Collected data
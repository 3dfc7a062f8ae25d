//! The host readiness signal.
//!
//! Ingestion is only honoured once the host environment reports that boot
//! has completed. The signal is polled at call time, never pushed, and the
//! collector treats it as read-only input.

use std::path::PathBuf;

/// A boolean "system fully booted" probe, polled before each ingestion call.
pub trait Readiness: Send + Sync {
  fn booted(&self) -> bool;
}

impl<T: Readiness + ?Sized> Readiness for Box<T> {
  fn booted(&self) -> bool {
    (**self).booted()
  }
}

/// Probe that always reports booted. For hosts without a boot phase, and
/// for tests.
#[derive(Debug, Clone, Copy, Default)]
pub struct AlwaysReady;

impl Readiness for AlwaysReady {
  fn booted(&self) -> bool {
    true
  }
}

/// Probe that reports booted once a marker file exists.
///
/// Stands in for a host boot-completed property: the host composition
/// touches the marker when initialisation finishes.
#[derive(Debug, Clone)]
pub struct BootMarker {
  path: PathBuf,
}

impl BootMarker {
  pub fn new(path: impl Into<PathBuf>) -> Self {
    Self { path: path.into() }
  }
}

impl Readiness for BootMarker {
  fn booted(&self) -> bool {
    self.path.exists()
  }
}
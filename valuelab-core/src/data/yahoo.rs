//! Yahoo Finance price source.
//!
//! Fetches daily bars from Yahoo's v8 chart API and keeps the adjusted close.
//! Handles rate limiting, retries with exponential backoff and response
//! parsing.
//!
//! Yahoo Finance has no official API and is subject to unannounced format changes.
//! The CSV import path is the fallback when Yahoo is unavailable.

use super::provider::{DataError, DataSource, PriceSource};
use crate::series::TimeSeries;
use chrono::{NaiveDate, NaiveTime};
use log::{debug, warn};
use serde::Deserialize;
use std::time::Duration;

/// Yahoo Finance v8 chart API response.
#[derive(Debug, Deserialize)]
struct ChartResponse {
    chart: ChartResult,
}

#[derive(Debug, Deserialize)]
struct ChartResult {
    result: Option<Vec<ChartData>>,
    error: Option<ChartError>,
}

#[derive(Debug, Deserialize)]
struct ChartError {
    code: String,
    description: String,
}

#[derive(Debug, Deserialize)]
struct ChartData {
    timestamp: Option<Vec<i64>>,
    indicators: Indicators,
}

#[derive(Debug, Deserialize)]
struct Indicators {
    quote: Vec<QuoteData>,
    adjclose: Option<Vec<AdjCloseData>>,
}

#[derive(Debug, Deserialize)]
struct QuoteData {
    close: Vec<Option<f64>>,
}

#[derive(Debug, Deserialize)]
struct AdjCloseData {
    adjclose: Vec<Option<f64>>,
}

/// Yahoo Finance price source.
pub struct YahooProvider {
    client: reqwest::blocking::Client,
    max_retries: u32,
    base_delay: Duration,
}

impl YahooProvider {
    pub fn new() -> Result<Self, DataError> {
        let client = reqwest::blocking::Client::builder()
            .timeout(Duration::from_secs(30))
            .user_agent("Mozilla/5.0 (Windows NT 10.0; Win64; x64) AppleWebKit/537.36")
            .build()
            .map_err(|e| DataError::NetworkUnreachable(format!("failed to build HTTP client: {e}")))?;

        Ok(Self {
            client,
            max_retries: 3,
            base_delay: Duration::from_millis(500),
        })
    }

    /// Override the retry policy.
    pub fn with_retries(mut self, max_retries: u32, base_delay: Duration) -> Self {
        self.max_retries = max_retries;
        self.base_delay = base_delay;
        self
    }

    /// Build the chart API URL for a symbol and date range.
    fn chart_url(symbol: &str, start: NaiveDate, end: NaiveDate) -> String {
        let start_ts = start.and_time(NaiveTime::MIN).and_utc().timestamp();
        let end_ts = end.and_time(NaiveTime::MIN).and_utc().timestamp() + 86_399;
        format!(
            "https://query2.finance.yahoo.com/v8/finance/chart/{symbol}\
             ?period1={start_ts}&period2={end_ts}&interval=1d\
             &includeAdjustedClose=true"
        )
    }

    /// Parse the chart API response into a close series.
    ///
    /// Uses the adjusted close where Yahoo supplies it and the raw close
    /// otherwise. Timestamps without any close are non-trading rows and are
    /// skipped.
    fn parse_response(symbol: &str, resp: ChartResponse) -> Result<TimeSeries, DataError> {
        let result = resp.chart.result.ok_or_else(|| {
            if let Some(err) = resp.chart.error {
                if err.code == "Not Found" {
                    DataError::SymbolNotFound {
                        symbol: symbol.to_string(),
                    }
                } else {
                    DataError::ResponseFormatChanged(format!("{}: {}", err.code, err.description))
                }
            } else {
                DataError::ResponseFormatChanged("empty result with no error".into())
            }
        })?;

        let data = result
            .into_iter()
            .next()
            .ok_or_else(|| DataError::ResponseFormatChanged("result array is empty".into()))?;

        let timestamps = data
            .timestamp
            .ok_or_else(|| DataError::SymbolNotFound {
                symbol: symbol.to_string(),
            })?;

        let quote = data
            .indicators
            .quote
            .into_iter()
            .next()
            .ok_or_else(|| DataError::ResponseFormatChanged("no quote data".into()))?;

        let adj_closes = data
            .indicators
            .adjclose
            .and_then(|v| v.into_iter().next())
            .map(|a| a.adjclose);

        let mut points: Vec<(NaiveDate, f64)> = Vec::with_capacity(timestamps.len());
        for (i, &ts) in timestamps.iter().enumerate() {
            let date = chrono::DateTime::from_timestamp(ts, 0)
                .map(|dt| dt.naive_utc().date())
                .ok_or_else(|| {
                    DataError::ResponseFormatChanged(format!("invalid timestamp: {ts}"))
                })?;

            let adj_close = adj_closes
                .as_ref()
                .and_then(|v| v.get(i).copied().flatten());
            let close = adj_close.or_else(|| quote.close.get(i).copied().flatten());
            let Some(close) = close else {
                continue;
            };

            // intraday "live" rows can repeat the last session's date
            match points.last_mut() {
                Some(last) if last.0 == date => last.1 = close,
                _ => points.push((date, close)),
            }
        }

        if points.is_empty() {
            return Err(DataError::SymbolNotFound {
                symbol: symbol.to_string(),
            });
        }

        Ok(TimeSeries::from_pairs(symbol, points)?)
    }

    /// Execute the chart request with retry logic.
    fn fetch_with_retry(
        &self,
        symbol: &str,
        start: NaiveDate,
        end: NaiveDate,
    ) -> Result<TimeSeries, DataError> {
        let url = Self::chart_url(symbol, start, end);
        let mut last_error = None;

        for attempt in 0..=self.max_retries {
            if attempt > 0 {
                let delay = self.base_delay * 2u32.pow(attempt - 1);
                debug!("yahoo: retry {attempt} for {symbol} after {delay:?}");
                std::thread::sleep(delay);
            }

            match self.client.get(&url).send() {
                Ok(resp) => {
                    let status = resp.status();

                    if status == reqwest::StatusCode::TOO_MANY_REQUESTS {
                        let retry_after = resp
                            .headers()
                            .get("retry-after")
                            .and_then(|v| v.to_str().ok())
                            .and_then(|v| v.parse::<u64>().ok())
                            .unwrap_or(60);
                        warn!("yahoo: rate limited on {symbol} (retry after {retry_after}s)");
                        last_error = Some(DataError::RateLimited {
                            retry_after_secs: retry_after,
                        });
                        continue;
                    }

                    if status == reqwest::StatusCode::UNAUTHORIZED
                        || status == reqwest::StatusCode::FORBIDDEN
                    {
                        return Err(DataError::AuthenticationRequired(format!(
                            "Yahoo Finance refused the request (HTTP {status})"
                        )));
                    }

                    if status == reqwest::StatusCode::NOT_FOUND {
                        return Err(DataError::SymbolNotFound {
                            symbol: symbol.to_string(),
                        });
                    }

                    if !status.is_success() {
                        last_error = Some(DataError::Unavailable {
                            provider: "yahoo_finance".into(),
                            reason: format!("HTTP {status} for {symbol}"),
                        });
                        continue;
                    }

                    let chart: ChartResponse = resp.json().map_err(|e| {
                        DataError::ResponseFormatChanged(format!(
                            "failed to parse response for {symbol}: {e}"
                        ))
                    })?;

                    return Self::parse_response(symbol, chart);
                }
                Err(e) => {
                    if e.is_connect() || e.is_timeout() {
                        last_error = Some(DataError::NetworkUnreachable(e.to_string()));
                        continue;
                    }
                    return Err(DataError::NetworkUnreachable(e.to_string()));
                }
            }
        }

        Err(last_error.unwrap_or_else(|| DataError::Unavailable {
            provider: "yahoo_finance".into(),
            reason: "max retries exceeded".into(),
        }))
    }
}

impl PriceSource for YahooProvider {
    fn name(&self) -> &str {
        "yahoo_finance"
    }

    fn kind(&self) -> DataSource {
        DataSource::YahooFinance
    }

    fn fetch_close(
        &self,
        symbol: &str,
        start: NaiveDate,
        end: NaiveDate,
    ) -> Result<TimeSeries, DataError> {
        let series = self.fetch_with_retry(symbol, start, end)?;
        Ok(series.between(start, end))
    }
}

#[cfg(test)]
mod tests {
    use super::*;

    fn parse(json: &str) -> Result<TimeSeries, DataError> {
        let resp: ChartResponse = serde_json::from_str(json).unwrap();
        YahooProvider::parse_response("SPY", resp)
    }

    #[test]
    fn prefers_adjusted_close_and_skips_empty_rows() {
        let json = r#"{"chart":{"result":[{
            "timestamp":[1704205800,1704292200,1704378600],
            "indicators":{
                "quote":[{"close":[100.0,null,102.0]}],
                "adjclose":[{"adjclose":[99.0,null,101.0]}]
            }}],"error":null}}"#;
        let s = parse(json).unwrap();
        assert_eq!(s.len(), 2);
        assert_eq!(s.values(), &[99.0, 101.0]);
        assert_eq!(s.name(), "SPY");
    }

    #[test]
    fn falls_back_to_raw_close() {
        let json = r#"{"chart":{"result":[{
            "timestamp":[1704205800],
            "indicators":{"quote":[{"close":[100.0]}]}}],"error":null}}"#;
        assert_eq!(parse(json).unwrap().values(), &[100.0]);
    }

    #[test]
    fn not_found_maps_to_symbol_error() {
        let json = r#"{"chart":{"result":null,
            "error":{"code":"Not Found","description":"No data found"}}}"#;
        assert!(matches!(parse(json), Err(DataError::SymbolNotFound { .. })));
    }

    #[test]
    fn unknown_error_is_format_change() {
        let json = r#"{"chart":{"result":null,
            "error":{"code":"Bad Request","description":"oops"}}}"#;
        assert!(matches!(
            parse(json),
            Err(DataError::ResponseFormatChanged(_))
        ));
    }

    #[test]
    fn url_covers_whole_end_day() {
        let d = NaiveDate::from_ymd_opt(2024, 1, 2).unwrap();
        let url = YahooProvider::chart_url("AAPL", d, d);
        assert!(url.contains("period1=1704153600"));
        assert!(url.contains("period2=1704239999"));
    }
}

* REQUIRED WORK *
Count the lines in the records above that contain "return". Reply with the number only.

* EXERCISE RESPONSE *
5